//! Partition addressing.
//!
//! # Data Flow
//! ```text
//! Inbound request (path, headers)
//!     → selector.rs (derive PartitionKey, e.g. FNV-1a of a path segment)
//!     → ServiceTarget { service, key, replica selector, listener }
//!     → resolver (ServiceTarget → Endpoint)
//! ```
//!
//! # Design Decisions
//! - ServiceTarget is an immutable value built once per request
//! - Key derivation is pure; the same request always maps to the same key

pub mod hash;
pub mod selector;

use std::fmt;

use serde::{Deserialize, Serialize};

pub use hash::{fnv1a_64, partition_hash};
pub use selector::PartitionKeySelector;

/// URI naming a logical backend service, e.g. `fabric:/App/Service`.
#[derive(Debug, Clone, PartialEq, Eq, Hash, Serialize, Deserialize)]
#[serde(transparent)]
pub struct ServiceUri(String);

impl ServiceUri {
    pub fn new(uri: impl Into<String>) -> Self {
        Self(uri.into())
    }

    pub fn as_str(&self) -> &str {
        &self.0
    }
}

impl fmt::Display for ServiceUri {
    fn fmt(&self, f: &mut fmt::Formatter<'_>) -> fmt::Result {
        f.write_str(&self.0)
    }
}

/// Key addressing one partition of a service.
#[derive(Debug, Clone, PartialEq, Eq, Hash)]
pub enum PartitionKey {
    /// The service has a single partition.
    Singleton,
    /// Uniform int64 partitioning.
    Int64(i64),
    /// Named partitioning.
    Named(String),
}

impl fmt::Display for PartitionKey {
    fn fmt(&self, f: &mut fmt::Formatter<'_>) -> fmt::Result {
        match self {
            PartitionKey::Singleton => f.write_str("singleton"),
            PartitionKey::Int64(key) => write!(f, "int64:{key}"),
            PartitionKey::Named(name) => write!(f, "named:{name}"),
        }
    }
}

/// Which replica of a partition a request should be sent to.
#[derive(Debug, Clone, Copy, PartialEq, Eq, Default, Serialize, Deserialize)]
#[serde(rename_all = "snake_case")]
pub enum TargetReplicaSelector {
    /// Primary for stateful services, any instance otherwise.
    #[default]
    Default,
    PrimaryReplica,
    RandomInstance,
    RandomReplica,
    RandomSecondaryReplica,
}

/// Identity of the backend a single request is addressed to.
#[derive(Debug, Clone, PartialEq, Eq)]
pub struct ServiceTarget {
    pub service_uri: ServiceUri,
    pub partition_key: PartitionKey,
    pub replica_selector: TargetReplicaSelector,
    pub listener_name: Option<String>,
}

impl fmt::Display for ServiceTarget {
    fn fmt(&self, f: &mut fmt::Formatter<'_>) -> fmt::Result {
        write!(f, "{}#{}", self.service_uri, self.partition_key)
    }
}

#[cfg(test)]
mod tests {
    use super::*;

    #[test]
    fn test_target_display() {
        let target = ServiceTarget {
            service_uri: ServiceUri::new("fabric:/App/Orders"),
            partition_key: PartitionKey::Int64(-5),
            replica_selector: TargetReplicaSelector::Default,
            listener_name: None,
        };
        assert_eq!(target.to_string(), "fabric:/App/Orders#int64:-5");
    }

    #[test]
    fn test_replica_selector_names() {
        let parsed: TargetReplicaSelector =
            serde_json::from_str("\"random_secondary_replica\"").unwrap();
        assert_eq!(parsed, TargetReplicaSelector::RandomSecondaryReplica);
    }
}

**********

Directions for this task
The records above must be repeated exactly, in their entirety.

Solution to the problem
//! Partition addressing.
//!
//! # Data Flow
//! ```text
//! Inbound request (path, headers)
//!     → selector.rs (derive PartitionKey, e.g. FNV-1a of a path segment)
//!     → ServiceTarget { service, key, replica selector, listener }
//!     → resolver (ServiceTarget → Endpoint)
//! ```
//!
//! # Design Decisions
//! - ServiceTarget is an immutable value built once per request
//! - Key derivation is pure; the same request always maps to the same key

pub mod hash;
pub mod selector;

use std::fmt;

use serde::{Deserialize, Serialize};

pub use hash::{fnv1a_64, partition_hash};
pub use selector::PartitionKeySelector;

/// URI naming a logical backend service, e.g. `fabric:/App/Service`.
#[derive(Debug, Clone, PartialEq, Eq, Hash, Serialize, Deserialize)]
#[serde(transparent)]
pub struct ServiceUri(String);

impl ServiceUri {
    pub fn new(uri: impl Into<String>) -> Self {
        Self(uri.into())
    }

    pub fn as_str(&self) -> &str {
        &self.0
    }
}

impl fmt::Display for ServiceUri {
    fn fmt(&self, f: &mut fmt::Formatter<'_>) -> fmt::Result {
        f.write_str(&self.0)
    }
}

/// Key addressing one partition of a service.
#[derive(Debug, Clone, PartialEq, Eq, Hash)]
pub enum PartitionKey {
    /// The service has a single partition.
    Singleton,
    /// Uniform int64 partitioning.
    Int64(i64),
    /// Named partitioning.
    Named(String),
}

impl fmt::Display for PartitionKey {
    fn fmt(&self, f: &mut fmt::Formatter<'_>) -> fmt::Result {
        match self {
            PartitionKey::Singleton => f.write_str("singleton"),
            PartitionKey::Int64(key) => write!(f, "int64:{key}"),
            PartitionKey::Named(name) => write!(f, "named:{name}"),
        }
    }
}

/// Which replica of a partition a request should be sent to.
#[derive(Debug, Clone, Copy, PartialEq, Eq, Default, Serialize, Deserialize)]
#[serde(rename_all = "snake_case")]
pub enum TargetReplicaSelector {
    /// Primary for stateful services, any instance otherwise.
    #[default]
    Default,
    PrimaryReplica,
    RandomInstance,
    RandomReplica,
    RandomSecondaryReplica,
}

/// Identity of the backend a single request is addressed to.
#[derive(Debug, Clone, PartialEq, Eq)]
pub struct ServiceTarget {
    pub service_uri: ServiceUri,
    pub partition_key: PartitionKey,
    pub replica_selector: TargetReplicaSelector,
    pub listener_name: Option<String>,
}

impl fmt::Display for ServiceTarget {
    fn fmt(&self, f: &mut fmt::Formatter<'_>) -> fmt::Result {
        write!(f, "{}#{}", self.service_uri, self.partition_key)
    }
}

#[cfg(test)]
mod tests {
    use super::*;

    #[test]
    fn test_target_display() {
        let target = ServiceTarget {
            service_uri: ServiceUri::new("fabric:/App/Orders"),
            partition_key: PartitionKey::Int64(-5),
            replica_selector: TargetReplicaSelector::Default,
            listener_name: None,
        };
        assert_eq!(target.to_string(), "fabric:/App/Orders#int64:-5");
    }

    #[test]
    fn test_replica_selector_names() {
        let parsed: TargetReplicaSelector =
            serde_json::from_str("\"random_secondary_replica\"").unwrap();
        assert_eq!(parsed, TargetReplicaSelector::RandomSecondaryReplica);
    }
}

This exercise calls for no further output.